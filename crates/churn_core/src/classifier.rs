//! Capability interface for the pre-trained classifier
//!
//! The rest of the crate only sees this trait; [`crate::forest::ForestModel`]
//! is one implementation.

use crate::errors::InferenceResult;

/// Class index of customers who stayed
pub const STAY_CLASS: u8 = 0;

/// Class index of customers who churned
pub const CHURN_CLASS: u8 = 1;

/// A binary classifier over aligned feature rows
pub trait ChurnClassifier: Send + Sync {
    /// Row width the classifier accepts
    fn n_features(&self) -> usize;

    /// Predicted label, [`STAY_CLASS`] or [`CHURN_CLASS`]
    fn predict_class(&self, features: &[f64]) -> InferenceResult<u8>;

    /// `[p_stay, p_churn]`
    fn predict_probabilities(&self, features: &[f64]) -> InferenceResult<[f64; 2]>;
}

## WORK ITEM
Write the material out once more so that every line matches the original.

## RESPONSE
filename crates/churn_core/src/classifier.rs
//! Capability interface for the pre-trained classifier
//!
//! The rest of the crate only sees this trait; [`crate::forest::ForestModel`]
//! is one implementation.

use crate::errors::InferenceResult;

/// Class index of customers who stayed
pub const STAY_CLASS: u8 = 0;

/// Class index of customers who churned
pub const CHURN_CLASS: u8 = 1;

/// A binary classifier over aligned feature rows
pub trait ChurnClassifier: Send + Sync {
    /// Row width the classifier accepts
    fn n_features(&self) -> usize;

    /// Predicted label, [`STAY_CLASS`] or [`CHURN_CLASS`]
    fn predict_class(&self, features: &[f64]) -> InferenceResult<u8>;

    /// `[p_stay, p_churn]`
    fn predict_probabilities(&self, features: &[f64]) -> InferenceResult<[f64; 2]>;
}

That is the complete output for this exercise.